{Reference Type}: Journal Article {Title}: Surgery Plays a Leading Role in Breast Cancer Treatment for Patients Aged ≥90 Years: A Large Retrospective Cohort Study. {Author}: Ferrucci M;Passeri D;Milardi F;Francavilla A;Cagol M;Toffanin M;Montagna G;Marchet A; {Journal}: Ann Surg Oncol {Volume}: 0 {Issue}: 0 {Year}: 2024 Aug 4 {Factor}: 4.339 {DOI}: 10.1245/s10434-024-15790-z {Abstract}: BACKGROUND: The population aged ≥90 years is increasing worldwide, yet nearly 50% of elderly breast cancer (BC) patients receive suboptimal treatments, resulting in high rates of BC-related mortality. We analyzed clinical and survival outcomes of nonagenarian BC patients to identify effective treatment strategies.
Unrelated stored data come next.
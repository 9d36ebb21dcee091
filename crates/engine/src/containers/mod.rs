//! Container facades
//!
//! Typed handles over the entry model. A facade holds a [`Database`] and a
//! container muid and nothing else: writes build entry, movement or
//! clearance changes and hand them to the database, reads decode what the
//! store returns. Multiple handles on one container are safe.
//!
//! Every write takes `bundler: Option<&mut Bundler>`:
//!
//! - `None` commits the change at once and returns its absolute muid
//! - `Some(bundler)` only adds the change; the returned muid is relative to
//!   the bundle until it is committed
//!
//! Every read takes an `as_of` ([`NOW`](crate::NOW) for current state).
//!
//! ```text
//! let root = Directory::arche(&db);
//! let mut bundler = db.start_bundle("two at once");
//! root.set("a", 1, Some(&mut bundler))?;
//! root.set("b", 2, Some(&mut bundler))?;
//! db.commit(bundler)?;
//! ```

pub mod accumulator;
pub mod box_container;
pub mod directory;
pub mod graph;
pub mod group;
pub mod key_set;
pub mod pair_map;
pub mod pair_set;
pub mod property;
pub mod sequence;

pub use accumulator::Accumulator;
pub use box_container::BoxContainer;
pub use directory::Directory;
pub use graph::{Edge, EdgeType, Vertex};
pub use group::Group;
pub use key_set::KeySet;
pub use pair_map::PairMap;
pub use pair_set::PairSet;
pub use property::Property;
pub use sequence::Sequence;

use gink_core::codec::decode_entry_occupant;
use gink_core::proto::{ChangeBuilder, ClearanceBuilder, ContainerBuilder, EntryBuilder};
use gink_core::{Behavior, Bundler, EntryKey, Error, FoundEntry, Muid, Occupant, Result, Value};

use crate::clock::GenericTimestamp;
use crate::database::Database;

/// What an entry holds: an immediate value or a reference to a container.
#[derive(Debug, Clone, PartialEq)]
pub enum Contents {
    /// Immediate value
    Value(Value),
    /// Another container
    Container(Muid),
}

impl Contents {
    /// The value, if this is one.
    pub fn as_value(&self) -> Option<&Value> {
        match self {
            Contents::Value(value) => Some(value),
            Contents::Container(_) => None,
        }
    }

    /// The container muid, if this is a reference.
    pub fn as_container(&self) -> Option<Muid> {
        match self {
            Contents::Container(muid) => Some(*muid),
            Contents::Value(_) => None,
        }
    }

    /// Store as the value or pointee of `entry`.
    pub(crate) fn fill(self, entry: &mut EntryBuilder) {
        match self {
            Contents::Value(value) => entry.value = Some(value.to_builder()),
            Contents::Container(muid) => entry.pointee = Some(muid.to_builder()),
        }
    }
}

impl From<Muid> for Contents {
    fn from(muid: Muid) -> Self {
        Contents::Container(muid)
    }
}

macro_rules! contents_from_value {
    ($($t:ty),*) => {
        $(
            impl From<$t> for Contents {
                fn from(value: $t) -> Self {
                    Contents::Value(Value::from(value))
                }
            }
        )*
    };
}

contents_from_value!(&str, String, bool, i64, i32, f64, Vec<u8>);

impl From<Value> for Contents {
    fn from(value: Value) -> Self {
        Contents::Value(value)
    }
}

/// What a found entry holds; `None` for deletions and bare inclusions.
pub(crate) fn decode_contents(entry: &FoundEntry) -> Result<Option<Contents>> {
    occupant_contents(entry.address, &entry.builder)
}

pub(crate) fn occupant_contents(address: Muid, builder: &EntryBuilder) -> Result<Option<Contents>> {
    Ok(match decode_entry_occupant(address, builder)? {
        Occupant::Value(value) => Some(Contents::Value(value)),
        Occupant::Pointee(muid) => Some(Contents::Container(muid)),
        Occupant::Deletion | Occupant::Inclusion => None,
    })
}

/// Entry of `behavior` in `container`, to be completed by the caller.
pub(crate) fn entry_in(container: Muid, behavior: Behavior) -> EntryBuilder {
    EntryBuilder {
        behavior: behavior as i32,
        container: Some(container.to_builder()),
        ..Default::default()
    }
}

/// Define a new container of `behavior`.
pub(crate) fn create_container(
    db: &Database,
    behavior: Behavior,
    bundler: Option<&mut Bundler>,
) -> Result<Muid> {
    db.write_change(
        bundler,
        ChangeBuilder::container(ContainerBuilder {
            behavior: behavior as i32,
        }),
    )
}

/// Check that `muid` names a container of `behavior`.
pub(crate) fn check_container(db: &Database, muid: Muid, behavior: Behavior) -> Result<()> {
    let found = if muid.is_instance_container() {
        muid.instance_behavior()
    } else {
        db.store()
            .get_container(muid)?
            .and_then(|c| Behavior::from_i32(c.behavior))
    };
    match found {
        Some(b) if b == behavior => Ok(()),
        Some(b) => Err(Error::InvalidOperation(format!(
            "{muid} is a {b}, not a {behavior}"
        ))),
        None => Err(Error::NotFound(format!("no container {muid}"))),
    }
}

/// Operations shared by every container type.
pub trait Container {
    /// The database this handle writes to.
    fn database(&self) -> &Database;

    /// Address of the container.
    fn muid(&self) -> Muid;

    /// Container type.
    fn behavior(&self) -> Behavior;

    /// Hide everything currently in the container.
    ///
    /// With `purge` the hidden entries are dropped from history too.
    fn clear(&self, purge: bool, bundler: Option<&mut Bundler>) -> Result<Muid> {
        self.database().write_change(
            bundler,
            ChangeBuilder::clearance(ClearanceBuilder {
                container: Some(self.muid().to_builder()),
                purge,
            }),
        )
    }

    /// Restore the container (or one key of it) to its state at `to_time`.
    ///
    /// With `recursive`, containers it points to are reset too. Returns the
    /// number of changes written.
    fn reset(
        &self,
        to_time: impl Into<GenericTimestamp>,
        key: Option<&EntryKey>,
        recursive: bool,
        bundler: Option<&mut Bundler>,
    ) -> Result<usize> {
        let db = self.database();
        let to_time = db.resolve_timestamp(to_time)?;
        let changes = db
            .store()
            .get_reset_changes(to_time, Some(self.muid()), key, recursive)?;
        db.write_changes(bundler, "reset", changes)
    }

    /// Name the container (a value in the global property).
    fn set_name(&self, name: &str, bundler: Option<&mut Bundler>) -> Result<Muid> {
        let mut entry = entry_in(Muid::arche(Behavior::Property), Behavior::Property);
        entry.describing = Some(self.muid().to_builder());
        entry.value = Some(Value::from(name).to_builder());
        self.database().write_change(bundler, ChangeBuilder::entry(entry))
    }

    /// Name of the container, if it has one.
    fn get_name(&self, as_of: impl Into<GenericTimestamp>) -> Result<Option<String>> {
        let db = self.database();
        let as_of = db.resolve_timestamp(as_of)?;
        let found = db.store().get_entry_by_key(
            Muid::arche(Behavior::Property),
            &EntryKey::Describing(self.muid()),
            as_of,
        )?;
        Ok(match found.as_ref().map(decode_contents).transpose()?.flatten() {
            Some(Contents::Value(Value::String(name))) => Some(name),
            _ => None,
        })
    }

    /// Property and group entries describing this container.
    fn get_describing(&self, as_of: impl Into<GenericTimestamp>) -> Result<Vec<FoundEntry>> {
        let db = self.database();
        let as_of = db.resolve_timestamp(as_of)?;
        db.store().get_by_describing(self.muid(), as_of)
    }
}

/// Struct, constructors and [`Container`] impl of one facade type.
macro_rules! container_facade {
    ($(#[$doc:meta])* $name:ident, $behavior:expr) => {
        $(#[$doc])*
        #[derive(Debug, Clone)]
        pub struct $name {
            db: $crate::database::Database,
            muid: gink_core::Muid,
        }

        impl $name {
            /// Handle on the global instance.
            pub fn arche(db: &$crate::database::Database) -> Self {
                Self {
                    db: db.clone(),
                    muid: gink_core::Muid::arche($behavior),
                }
            }

            /// Define a new, empty container.
            ///
            /// With a bundler the handle's muid stays relative until the
            /// bundle is committed; use it only for writes into that bundle.
            pub fn create(
                db: &$crate::database::Database,
                bundler: Option<&mut gink_core::Bundler>,
            ) -> gink_core::Result<Self> {
                let muid = $crate::containers::create_container(db, $behavior, bundler)?;
                Ok(Self { db: db.clone(), muid })
            }

            /// Handle on an existing container.
            pub fn open(
                db: &$crate::database::Database,
                muid: gink_core::Muid,
            ) -> gink_core::Result<Self> {
                $crate::containers::check_container(db, muid, $behavior)?;
                Ok(Self { db: db.clone(), muid })
            }
        }

        impl $crate::containers::Container for $name {
            fn database(&self) -> &$crate::database::Database {
                &self.db
            }

            fn muid(&self) -> gink_core::Muid {
                self.muid
            }

            fn behavior(&self) -> gink_core::Behavior {
                $behavior
            }
        }
    };
}

pub(crate) use container_facade;

#[cfg(test)]
mod tests {
    use super::*;
    use crate::NOW;

    #[test]
    fn test_contents_conversions() {
        assert_eq!(Contents::from("x"), Contents::Value(Value::String("x".to_string())));
        assert_eq!(Contents::from(3), Contents::Value(Value::Int(3)));
        let muid = Muid::new(1_700_000_000_000_000, 9, 2);
        assert_eq!(Contents::from(muid).as_container(), Some(muid));
        assert!(Contents::from(1.5).as_value().is_some());
    }

    #[test]
    fn test_open_checks_behavior() {
        let db = Database::in_memory().unwrap();
        let dir = Directory::create(&db, None).unwrap();
        assert!(Directory::open(&db, dir.muid()).is_ok());
        assert!(matches!(
            KeySet::open(&db, dir.muid()),
            Err(Error::InvalidOperation(_))
        ));
        assert!(matches!(
            Directory::open(&db, Muid::new(1_700_000_000_000_000, 5, 1)),
            Err(Error::NotFound(_))
        ));
        assert!(Sequence::open(&db, Muid::arche(Behavior::Sequence)).is_ok());
    }

    #[test]
    fn test_names() {
        let db = Database::in_memory().unwrap();
        let dir = Directory::create(&db, None).unwrap();
        assert_eq!(dir.get_name(NOW).unwrap(), None);
        dir.set_name("settings", None).unwrap();
        assert_eq!(dir.get_name(NOW).unwrap().as_deref(), Some("settings"));
        let named = db.get_by_name("settings", NOW).unwrap();
        assert_eq!(named.len(), 1);
        assert_eq!(named[0].address, dir.muid());

        dir.set_name("config", None).unwrap();
        assert!(db.get_by_name("settings", NOW).unwrap().is_empty());
        assert_eq!(db.get_by_name("config", NOW).unwrap().len(), 1);
    }

    #[test]
    fn test_clear_hides_earlier_entries() {
        let db = Database::in_memory().unwrap();
        let dir = Directory::create(&db, None).unwrap();
        dir.set("a", 1, None).unwrap();
        let before_clear = db.now();
        dir.clear(false, None).unwrap();
        assert_eq!(dir.size(NOW).unwrap(), 0);
        assert_eq!(dir.size(before_clear).unwrap(), 1);
        dir.set("b", 2, None).unwrap();
        assert_eq!(dir.keys(NOW).unwrap(), vec![gink_core::UserKey::from("b")]);
    }

    #[test]
    fn test_bundled_writes_commit_together() {
        let db = Database::in_memory().unwrap();
        let root = Directory::arche(&db);
        let mut bundler = db.start_bundle("pair");
        let first = root.set("a", 1, Some(&mut bundler)).unwrap();
        let second = root.set("b", 2, Some(&mut bundler)).unwrap();
        assert_eq!((first.offset, second.offset), (1, 2));
        assert_eq!(root.size(NOW).unwrap(), 0);
        let info = db.commit(bundler).unwrap();
        assert_eq!(root.size(NOW).unwrap(), 2);
        assert_eq!(info.comment, "pair");
    }
}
METHODS: This single-institution retrospective cohort study analyzed patients aged ≥90 years diagnosed with stage I-III BC between 2007 and 2018. Patients were categorized into three treatment groups: traditional surgery (TS), performed according to local guidelines; current-standard surgery (CS), defined as breast surgery without axillary surgery (in concordance with 2016 Choosing Wisely guidelines) and/or cavity shaving; and non-surgical treatment (NS). Clinicopathological features were recorded and recurrence rates and survival outcomes were analyzed.
RESULTS: We collected data from 113 nonagenarians with a median age of 93 years (range 90-99). Among these patients, 43/113 (38.1%) underwent TS, 34/113 (30.1%) underwent CS, and 36/113 (31.9%) underwent NS. The overall recurrence rate among surgical patients was 10.4%, while the disease progression rate in the NS group was 22.2%. Overall survival was significantly longer in surgical patients compared with NS patients (p = 0.04). BC-related mortality was significantly higher in the NS group than in the TS and CS groups (25.0% vs. 0% vs. 7.1%, respectively; p = 0.01). There were no significant differences in overall survival and disease-free survival between the TS and CS groups (p = 0.6 and p = 0.8, respectively), although the TS group experienced a significantly higher overall postoperative complication rate (p < 0.001).
CONCLUSIONS: Individualized treatment planning is essential for nonagenarian BC patients. Surgery, whenever feasible, remains the treatment of choice, with CS emerging as the best option for the majority of patients.